- **Material shown**:
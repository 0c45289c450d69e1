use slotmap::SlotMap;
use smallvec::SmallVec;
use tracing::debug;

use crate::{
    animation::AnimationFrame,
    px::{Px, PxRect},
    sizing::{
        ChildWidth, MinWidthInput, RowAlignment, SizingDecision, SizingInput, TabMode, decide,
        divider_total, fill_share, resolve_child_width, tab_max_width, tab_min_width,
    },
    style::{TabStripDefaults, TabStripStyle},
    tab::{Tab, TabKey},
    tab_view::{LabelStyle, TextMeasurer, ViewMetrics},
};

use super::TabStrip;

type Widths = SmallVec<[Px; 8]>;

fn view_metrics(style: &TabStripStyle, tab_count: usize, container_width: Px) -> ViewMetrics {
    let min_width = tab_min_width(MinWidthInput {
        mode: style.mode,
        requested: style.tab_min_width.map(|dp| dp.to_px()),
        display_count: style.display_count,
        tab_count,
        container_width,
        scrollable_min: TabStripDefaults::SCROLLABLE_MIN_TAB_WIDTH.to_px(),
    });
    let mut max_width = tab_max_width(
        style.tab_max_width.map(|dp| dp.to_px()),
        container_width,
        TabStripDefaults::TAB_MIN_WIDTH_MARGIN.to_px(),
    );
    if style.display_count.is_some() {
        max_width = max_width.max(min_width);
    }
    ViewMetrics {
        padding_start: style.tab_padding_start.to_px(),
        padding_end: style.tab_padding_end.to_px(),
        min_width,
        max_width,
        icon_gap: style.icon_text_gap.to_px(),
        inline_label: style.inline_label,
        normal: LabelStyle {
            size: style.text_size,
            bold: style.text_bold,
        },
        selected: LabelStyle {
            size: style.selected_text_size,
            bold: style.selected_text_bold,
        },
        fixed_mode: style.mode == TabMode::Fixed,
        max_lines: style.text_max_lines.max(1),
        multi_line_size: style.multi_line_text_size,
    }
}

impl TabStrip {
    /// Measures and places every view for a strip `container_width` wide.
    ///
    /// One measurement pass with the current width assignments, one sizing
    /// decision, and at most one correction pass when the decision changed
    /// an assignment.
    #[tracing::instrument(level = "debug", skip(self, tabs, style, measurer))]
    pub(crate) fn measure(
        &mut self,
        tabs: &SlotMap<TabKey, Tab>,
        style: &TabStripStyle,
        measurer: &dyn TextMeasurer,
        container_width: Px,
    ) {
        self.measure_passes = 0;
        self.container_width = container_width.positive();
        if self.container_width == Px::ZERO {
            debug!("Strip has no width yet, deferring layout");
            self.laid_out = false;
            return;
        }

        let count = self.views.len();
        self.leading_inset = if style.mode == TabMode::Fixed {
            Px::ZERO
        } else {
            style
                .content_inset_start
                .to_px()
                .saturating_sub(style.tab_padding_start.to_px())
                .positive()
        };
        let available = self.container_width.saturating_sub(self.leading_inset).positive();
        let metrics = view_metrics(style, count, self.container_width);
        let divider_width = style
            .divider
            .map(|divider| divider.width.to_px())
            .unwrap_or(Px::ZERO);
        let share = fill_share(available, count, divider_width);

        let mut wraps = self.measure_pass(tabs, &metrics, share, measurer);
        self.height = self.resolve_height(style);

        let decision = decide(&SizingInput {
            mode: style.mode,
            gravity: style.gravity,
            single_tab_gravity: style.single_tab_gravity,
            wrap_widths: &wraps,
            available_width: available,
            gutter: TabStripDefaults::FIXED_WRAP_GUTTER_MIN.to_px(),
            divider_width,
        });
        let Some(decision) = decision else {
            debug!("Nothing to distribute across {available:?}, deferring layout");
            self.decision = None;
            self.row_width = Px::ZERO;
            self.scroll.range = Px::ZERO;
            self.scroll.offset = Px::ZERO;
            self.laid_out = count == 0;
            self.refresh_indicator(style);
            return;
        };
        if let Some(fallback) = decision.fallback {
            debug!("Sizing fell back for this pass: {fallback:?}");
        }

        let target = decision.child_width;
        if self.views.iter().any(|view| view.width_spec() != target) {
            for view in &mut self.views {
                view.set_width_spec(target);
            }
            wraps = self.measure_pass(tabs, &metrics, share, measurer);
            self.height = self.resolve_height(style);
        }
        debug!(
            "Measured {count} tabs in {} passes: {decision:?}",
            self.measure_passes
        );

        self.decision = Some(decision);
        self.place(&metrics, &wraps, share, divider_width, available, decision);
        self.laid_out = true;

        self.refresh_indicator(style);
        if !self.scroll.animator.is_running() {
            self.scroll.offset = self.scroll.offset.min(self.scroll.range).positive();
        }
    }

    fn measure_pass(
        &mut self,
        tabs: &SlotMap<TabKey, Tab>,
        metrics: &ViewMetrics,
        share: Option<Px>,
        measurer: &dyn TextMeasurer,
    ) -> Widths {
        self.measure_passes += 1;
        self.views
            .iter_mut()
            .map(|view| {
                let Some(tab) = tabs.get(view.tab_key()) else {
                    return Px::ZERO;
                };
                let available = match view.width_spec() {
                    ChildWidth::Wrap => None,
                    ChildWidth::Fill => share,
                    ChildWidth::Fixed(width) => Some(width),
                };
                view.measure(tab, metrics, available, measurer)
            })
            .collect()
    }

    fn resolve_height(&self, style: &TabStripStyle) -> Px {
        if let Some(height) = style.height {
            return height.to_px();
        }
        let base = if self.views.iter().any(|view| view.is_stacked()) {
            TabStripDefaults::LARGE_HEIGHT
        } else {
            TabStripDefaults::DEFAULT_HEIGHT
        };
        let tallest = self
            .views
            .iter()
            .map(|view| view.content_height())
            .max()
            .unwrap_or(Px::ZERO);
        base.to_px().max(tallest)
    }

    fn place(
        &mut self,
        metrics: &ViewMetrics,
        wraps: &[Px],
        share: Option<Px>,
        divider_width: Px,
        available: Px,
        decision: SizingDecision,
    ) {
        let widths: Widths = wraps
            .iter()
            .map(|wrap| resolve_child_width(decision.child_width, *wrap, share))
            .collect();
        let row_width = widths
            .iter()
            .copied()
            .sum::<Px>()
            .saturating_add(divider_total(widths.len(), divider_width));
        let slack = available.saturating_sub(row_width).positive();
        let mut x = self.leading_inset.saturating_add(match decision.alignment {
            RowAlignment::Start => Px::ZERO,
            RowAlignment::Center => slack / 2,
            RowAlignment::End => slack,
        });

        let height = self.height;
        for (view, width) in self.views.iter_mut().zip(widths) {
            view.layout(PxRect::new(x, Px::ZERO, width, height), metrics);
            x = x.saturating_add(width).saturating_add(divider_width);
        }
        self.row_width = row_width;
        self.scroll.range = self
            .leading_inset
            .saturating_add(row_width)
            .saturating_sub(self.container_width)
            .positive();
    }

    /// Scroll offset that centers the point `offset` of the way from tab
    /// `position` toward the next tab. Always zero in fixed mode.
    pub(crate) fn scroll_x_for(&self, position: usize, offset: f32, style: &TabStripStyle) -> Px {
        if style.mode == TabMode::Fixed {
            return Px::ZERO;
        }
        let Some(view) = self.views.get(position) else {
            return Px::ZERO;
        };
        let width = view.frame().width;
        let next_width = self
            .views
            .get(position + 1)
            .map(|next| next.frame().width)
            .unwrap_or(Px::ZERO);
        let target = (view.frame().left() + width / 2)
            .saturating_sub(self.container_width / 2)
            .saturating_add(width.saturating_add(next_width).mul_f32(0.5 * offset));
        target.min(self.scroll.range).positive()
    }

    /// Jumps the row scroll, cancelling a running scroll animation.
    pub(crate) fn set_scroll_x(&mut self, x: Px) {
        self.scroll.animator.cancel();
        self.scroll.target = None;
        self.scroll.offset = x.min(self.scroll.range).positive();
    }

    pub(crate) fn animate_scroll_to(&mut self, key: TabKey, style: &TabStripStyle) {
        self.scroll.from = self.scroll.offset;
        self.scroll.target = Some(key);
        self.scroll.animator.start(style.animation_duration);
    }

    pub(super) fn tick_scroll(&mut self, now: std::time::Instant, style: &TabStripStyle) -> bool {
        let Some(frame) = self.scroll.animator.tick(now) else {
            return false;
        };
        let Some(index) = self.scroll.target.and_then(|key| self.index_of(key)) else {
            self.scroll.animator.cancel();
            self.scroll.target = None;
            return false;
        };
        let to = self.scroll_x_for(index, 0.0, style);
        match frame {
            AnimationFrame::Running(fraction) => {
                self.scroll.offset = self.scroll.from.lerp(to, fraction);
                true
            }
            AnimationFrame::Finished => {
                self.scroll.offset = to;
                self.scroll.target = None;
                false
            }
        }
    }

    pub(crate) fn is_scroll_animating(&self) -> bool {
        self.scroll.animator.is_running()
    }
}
...
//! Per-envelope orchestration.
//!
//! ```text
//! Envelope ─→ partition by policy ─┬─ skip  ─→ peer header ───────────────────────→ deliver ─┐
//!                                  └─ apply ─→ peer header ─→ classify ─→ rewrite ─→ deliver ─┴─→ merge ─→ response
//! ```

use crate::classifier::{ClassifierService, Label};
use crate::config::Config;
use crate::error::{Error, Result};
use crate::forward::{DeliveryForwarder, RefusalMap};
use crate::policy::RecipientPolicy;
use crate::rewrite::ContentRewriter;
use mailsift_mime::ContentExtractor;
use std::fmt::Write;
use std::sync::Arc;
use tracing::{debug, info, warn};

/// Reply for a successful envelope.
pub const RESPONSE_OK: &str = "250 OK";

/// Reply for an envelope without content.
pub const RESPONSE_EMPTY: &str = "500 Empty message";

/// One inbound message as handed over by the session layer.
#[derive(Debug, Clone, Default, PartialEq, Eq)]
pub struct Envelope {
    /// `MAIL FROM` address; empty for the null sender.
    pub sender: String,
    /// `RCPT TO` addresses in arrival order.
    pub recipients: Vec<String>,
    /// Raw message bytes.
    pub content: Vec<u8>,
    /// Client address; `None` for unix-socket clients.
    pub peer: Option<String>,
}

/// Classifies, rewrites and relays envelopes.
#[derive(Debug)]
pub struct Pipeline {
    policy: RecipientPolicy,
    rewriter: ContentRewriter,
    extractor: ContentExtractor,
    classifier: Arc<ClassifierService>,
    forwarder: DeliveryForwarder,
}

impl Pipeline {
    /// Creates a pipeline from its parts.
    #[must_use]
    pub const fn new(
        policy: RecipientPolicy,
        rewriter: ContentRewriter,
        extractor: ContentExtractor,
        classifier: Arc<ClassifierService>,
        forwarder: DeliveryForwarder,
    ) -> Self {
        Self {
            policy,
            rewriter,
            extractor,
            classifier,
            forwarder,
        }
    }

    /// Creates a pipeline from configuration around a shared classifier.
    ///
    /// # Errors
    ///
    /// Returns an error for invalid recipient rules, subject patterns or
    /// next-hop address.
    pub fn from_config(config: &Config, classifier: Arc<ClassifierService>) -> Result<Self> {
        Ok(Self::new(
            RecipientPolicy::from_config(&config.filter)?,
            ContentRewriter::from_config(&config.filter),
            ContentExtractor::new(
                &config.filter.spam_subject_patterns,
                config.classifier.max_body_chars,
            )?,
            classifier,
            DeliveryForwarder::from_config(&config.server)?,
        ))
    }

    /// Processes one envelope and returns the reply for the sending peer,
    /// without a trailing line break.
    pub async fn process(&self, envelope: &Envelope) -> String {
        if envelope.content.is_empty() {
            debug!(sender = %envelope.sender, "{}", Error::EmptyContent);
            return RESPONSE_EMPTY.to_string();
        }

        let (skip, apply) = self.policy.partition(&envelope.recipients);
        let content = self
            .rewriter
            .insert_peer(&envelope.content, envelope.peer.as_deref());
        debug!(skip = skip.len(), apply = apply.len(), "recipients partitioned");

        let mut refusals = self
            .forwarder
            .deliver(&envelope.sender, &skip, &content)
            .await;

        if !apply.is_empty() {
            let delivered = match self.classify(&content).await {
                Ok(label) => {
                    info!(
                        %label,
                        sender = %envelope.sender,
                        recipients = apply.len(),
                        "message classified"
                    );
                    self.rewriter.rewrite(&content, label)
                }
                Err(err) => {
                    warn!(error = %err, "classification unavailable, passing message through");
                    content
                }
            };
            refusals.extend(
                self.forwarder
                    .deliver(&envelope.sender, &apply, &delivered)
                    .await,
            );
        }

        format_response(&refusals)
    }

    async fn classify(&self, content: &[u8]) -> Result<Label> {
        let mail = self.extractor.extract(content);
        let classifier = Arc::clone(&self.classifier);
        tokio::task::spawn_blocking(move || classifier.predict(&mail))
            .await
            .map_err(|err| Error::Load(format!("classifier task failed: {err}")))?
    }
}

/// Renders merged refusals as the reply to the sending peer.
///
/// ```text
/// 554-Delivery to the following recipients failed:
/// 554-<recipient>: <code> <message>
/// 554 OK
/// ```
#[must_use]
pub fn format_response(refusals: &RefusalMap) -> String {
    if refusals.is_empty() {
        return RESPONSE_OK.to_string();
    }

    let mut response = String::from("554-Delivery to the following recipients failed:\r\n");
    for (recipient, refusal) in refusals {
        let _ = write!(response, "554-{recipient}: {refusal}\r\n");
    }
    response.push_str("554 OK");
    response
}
...
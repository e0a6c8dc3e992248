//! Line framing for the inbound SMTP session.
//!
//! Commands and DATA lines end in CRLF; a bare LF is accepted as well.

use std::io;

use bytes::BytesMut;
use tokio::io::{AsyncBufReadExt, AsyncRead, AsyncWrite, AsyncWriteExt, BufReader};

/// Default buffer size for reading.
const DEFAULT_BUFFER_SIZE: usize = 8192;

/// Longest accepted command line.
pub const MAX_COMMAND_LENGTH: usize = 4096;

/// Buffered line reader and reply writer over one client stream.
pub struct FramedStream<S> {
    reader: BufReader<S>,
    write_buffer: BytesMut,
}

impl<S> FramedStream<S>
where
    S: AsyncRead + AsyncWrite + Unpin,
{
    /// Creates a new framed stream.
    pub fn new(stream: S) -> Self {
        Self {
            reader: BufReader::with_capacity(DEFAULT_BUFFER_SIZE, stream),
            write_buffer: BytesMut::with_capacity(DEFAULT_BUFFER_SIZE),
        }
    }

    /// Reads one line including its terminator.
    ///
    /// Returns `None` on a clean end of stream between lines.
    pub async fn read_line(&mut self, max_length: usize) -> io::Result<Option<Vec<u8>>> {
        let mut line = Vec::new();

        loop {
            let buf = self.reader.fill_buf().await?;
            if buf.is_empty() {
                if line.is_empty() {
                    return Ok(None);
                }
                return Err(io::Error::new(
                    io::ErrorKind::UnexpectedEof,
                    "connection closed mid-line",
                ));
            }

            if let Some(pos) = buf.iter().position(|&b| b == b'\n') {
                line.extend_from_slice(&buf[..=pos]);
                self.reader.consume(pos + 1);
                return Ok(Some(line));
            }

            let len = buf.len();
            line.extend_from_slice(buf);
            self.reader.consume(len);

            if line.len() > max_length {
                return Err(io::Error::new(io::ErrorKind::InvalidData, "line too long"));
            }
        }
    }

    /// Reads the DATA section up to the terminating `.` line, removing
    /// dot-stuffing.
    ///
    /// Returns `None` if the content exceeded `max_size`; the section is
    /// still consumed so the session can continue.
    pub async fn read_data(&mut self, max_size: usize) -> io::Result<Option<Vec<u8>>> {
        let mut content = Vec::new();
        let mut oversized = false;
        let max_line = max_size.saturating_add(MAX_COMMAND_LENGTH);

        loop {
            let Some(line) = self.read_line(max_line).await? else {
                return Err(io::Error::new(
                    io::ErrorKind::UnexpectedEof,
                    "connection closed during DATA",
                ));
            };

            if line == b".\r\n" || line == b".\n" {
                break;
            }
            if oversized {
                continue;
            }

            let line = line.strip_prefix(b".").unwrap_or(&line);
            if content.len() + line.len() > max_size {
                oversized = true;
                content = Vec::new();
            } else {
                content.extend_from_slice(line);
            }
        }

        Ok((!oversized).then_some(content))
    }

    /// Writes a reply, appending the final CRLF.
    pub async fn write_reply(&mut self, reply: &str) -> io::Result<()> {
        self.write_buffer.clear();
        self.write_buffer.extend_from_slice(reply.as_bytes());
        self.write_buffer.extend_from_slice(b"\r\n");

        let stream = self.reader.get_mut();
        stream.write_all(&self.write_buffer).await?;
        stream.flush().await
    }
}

- **Goal of the exercise**: As you read the records above, find each line that contains "else" and copy it.

- **Solution for this task**:
        } else {
        let Some(decision) = decision else {
                let Some(tab) = tabs.get(view.tab_key()) else {
        } else {
        let Some(view) = self.views.get(position) else {
        let Some(frame) = self.scroll.animator.tick(now) else {
        let Some(index) = self.scroll.target.and_then(|key| self.index_of(key)) else {
            let Some(line) = self.read_line(max_line).await? else {
            } else {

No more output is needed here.